┌─ Records provided
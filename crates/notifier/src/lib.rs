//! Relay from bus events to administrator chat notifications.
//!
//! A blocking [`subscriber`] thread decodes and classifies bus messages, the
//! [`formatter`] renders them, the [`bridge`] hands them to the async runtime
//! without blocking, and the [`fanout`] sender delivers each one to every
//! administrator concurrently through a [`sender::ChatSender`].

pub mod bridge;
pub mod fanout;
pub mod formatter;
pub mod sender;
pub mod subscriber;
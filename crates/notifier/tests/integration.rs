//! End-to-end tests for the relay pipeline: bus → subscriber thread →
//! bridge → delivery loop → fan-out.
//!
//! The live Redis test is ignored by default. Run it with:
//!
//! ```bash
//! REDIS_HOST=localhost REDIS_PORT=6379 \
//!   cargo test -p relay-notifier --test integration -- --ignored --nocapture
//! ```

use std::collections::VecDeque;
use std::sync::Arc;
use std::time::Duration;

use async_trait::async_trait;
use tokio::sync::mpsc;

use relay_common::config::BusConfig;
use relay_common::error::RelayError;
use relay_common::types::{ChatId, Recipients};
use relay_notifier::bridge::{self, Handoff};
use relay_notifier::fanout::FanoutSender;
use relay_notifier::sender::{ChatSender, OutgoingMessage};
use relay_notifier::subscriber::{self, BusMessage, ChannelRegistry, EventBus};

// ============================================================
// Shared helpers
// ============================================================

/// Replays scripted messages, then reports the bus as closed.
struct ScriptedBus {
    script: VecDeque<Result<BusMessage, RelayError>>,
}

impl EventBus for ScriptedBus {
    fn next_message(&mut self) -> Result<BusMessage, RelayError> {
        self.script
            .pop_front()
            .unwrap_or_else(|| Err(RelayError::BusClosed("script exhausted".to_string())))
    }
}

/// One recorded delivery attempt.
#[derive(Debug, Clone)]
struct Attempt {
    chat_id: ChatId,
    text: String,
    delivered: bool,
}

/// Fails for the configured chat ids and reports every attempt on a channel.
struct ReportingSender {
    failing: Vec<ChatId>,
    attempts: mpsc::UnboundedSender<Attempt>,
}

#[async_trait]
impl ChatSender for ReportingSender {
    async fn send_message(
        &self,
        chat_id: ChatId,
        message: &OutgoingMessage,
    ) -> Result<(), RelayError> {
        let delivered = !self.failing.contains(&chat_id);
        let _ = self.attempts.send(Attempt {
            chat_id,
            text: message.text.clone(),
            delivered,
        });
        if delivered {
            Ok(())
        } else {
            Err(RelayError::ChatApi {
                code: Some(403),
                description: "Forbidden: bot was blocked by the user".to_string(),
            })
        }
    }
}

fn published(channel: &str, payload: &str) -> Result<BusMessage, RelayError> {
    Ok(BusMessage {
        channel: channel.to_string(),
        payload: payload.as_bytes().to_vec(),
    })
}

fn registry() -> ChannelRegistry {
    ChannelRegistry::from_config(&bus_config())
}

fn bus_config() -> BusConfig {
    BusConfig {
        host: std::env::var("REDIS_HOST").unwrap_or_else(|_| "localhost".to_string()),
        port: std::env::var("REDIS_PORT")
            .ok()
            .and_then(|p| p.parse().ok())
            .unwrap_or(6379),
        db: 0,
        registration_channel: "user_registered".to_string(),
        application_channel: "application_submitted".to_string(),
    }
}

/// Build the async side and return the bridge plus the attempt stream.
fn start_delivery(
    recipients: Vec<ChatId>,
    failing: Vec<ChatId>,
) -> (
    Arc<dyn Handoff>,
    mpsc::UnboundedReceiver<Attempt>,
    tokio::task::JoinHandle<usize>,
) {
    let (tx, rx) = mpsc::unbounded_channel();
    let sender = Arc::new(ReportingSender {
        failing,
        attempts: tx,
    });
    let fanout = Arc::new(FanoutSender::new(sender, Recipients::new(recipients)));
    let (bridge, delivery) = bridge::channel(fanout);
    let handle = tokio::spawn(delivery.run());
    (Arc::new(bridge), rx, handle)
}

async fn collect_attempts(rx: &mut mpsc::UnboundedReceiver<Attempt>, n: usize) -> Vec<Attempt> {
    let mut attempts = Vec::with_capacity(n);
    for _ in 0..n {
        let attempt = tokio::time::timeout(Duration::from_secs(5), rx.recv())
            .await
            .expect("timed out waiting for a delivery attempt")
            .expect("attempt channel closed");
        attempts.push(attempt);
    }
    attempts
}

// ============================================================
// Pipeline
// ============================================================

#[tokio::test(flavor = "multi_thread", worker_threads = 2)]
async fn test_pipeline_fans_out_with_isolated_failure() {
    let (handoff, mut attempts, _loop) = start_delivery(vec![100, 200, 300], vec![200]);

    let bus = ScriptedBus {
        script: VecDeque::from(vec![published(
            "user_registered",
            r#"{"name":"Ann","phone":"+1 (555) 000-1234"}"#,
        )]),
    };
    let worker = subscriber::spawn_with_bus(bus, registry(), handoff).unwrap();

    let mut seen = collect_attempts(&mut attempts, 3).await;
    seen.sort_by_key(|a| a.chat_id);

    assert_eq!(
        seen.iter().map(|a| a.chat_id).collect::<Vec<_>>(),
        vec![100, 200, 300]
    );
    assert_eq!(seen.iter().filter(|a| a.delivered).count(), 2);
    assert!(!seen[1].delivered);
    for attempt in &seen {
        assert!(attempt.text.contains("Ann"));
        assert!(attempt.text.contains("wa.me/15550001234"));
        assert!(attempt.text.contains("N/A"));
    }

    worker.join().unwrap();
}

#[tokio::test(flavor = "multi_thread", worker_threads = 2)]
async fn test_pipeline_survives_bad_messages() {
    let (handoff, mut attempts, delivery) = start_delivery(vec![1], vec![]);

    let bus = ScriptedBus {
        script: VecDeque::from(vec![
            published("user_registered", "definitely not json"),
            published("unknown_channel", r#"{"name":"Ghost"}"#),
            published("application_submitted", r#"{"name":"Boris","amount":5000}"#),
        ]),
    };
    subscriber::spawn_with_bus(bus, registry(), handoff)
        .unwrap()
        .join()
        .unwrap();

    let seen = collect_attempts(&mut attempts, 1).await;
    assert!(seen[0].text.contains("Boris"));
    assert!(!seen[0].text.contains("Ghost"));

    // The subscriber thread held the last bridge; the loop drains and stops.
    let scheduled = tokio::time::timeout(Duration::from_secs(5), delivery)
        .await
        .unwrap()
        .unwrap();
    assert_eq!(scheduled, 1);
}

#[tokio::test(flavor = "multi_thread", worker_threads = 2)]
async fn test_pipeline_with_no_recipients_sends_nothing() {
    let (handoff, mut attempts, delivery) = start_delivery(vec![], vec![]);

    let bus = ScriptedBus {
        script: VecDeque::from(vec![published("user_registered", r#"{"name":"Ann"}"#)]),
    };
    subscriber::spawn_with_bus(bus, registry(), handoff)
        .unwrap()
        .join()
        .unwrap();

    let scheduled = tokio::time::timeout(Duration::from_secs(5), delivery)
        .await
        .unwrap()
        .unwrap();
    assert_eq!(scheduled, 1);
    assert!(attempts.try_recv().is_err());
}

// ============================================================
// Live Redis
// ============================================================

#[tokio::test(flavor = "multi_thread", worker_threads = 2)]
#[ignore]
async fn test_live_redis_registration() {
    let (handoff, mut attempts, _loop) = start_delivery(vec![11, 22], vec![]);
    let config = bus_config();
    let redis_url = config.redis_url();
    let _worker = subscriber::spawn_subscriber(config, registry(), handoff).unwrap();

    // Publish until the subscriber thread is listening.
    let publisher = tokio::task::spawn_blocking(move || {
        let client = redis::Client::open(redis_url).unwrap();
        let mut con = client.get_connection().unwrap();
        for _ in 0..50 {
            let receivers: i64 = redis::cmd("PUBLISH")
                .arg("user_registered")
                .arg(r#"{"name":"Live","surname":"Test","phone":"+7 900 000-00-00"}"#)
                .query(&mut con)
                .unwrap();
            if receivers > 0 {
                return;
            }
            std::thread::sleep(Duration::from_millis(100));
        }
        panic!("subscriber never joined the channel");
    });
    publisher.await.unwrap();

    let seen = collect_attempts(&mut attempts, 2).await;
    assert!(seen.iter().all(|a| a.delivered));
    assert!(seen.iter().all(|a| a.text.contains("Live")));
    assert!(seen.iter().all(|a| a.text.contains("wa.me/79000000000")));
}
└─
┌─ Records provided
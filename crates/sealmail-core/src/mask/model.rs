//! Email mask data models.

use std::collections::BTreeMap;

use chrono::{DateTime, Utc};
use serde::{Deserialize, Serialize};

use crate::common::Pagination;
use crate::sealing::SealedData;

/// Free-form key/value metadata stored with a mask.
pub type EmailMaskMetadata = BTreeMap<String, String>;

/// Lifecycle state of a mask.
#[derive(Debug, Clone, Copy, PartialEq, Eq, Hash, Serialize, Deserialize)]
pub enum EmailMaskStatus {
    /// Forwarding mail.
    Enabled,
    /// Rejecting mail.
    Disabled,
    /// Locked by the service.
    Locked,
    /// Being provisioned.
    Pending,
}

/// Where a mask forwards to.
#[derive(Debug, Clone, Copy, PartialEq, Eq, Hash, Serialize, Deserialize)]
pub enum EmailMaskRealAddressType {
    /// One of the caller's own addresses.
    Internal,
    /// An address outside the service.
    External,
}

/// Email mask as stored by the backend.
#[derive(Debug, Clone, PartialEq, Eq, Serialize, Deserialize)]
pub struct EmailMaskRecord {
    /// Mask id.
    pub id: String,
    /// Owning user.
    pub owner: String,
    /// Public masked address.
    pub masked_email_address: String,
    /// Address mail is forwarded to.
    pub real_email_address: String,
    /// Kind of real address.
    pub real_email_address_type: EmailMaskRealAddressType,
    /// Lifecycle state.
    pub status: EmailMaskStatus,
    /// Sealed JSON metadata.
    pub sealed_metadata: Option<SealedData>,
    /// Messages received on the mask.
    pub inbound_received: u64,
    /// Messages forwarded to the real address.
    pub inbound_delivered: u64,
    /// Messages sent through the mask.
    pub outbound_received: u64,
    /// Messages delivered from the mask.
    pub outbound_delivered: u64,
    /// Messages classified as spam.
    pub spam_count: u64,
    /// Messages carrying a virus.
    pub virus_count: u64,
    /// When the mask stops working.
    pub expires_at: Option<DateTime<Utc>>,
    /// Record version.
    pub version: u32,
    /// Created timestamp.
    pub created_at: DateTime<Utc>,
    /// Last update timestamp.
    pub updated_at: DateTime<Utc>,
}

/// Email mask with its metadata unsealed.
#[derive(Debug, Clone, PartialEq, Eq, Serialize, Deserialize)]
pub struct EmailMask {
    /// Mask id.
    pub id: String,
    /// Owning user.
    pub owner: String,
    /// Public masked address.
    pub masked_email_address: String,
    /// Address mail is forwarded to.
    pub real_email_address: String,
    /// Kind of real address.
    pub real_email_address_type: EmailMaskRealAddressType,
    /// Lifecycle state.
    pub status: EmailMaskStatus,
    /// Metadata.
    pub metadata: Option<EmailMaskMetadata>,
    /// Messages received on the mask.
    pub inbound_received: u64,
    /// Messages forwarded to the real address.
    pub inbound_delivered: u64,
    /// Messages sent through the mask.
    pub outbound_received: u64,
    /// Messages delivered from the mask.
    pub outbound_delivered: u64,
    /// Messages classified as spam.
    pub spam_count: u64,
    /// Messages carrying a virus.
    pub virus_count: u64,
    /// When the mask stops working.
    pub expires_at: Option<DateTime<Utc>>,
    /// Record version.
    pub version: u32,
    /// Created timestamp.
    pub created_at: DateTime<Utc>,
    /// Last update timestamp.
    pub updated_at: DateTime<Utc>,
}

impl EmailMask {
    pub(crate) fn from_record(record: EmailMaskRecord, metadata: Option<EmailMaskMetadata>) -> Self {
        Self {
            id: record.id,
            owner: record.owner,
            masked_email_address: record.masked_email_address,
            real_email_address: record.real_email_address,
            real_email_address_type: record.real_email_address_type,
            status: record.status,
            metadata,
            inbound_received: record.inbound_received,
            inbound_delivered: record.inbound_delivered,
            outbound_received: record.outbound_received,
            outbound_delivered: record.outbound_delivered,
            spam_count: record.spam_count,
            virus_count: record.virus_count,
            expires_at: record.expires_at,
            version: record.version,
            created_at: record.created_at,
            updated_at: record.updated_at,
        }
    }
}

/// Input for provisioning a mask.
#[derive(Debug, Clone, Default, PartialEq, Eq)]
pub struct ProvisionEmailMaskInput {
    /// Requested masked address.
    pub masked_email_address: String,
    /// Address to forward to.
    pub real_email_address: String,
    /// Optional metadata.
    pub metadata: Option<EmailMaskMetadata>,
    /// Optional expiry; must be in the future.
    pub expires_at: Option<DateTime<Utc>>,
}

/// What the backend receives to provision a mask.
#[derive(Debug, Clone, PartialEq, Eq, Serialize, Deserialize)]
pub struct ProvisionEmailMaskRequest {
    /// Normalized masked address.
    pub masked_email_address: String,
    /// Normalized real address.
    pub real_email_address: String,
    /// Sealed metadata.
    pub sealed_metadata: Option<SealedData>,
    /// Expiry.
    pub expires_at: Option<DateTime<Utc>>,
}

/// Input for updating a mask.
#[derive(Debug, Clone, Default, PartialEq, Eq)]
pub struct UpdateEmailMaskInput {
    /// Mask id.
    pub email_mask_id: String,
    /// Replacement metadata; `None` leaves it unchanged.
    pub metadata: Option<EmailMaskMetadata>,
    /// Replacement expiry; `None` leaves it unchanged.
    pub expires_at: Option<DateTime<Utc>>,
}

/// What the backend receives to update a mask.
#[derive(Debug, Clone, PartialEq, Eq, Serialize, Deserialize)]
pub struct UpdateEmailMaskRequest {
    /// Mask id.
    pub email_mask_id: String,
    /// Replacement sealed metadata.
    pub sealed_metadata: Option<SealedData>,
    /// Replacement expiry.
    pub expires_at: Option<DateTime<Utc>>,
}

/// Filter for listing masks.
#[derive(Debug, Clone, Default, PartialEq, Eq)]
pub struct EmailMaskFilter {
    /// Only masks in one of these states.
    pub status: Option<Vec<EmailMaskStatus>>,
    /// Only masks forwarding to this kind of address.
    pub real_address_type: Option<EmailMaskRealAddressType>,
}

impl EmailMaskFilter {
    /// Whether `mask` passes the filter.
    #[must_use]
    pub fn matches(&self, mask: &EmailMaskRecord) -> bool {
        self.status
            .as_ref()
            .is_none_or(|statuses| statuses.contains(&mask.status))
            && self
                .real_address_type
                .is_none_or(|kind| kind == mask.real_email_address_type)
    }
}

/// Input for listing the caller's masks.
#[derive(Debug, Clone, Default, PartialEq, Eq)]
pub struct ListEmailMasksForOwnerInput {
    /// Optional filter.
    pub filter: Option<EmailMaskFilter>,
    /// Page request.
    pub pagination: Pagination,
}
└─
Exercise aim – Wherever a line above contains the string "task", count it; then give the total alone.

Output of the exercise – 2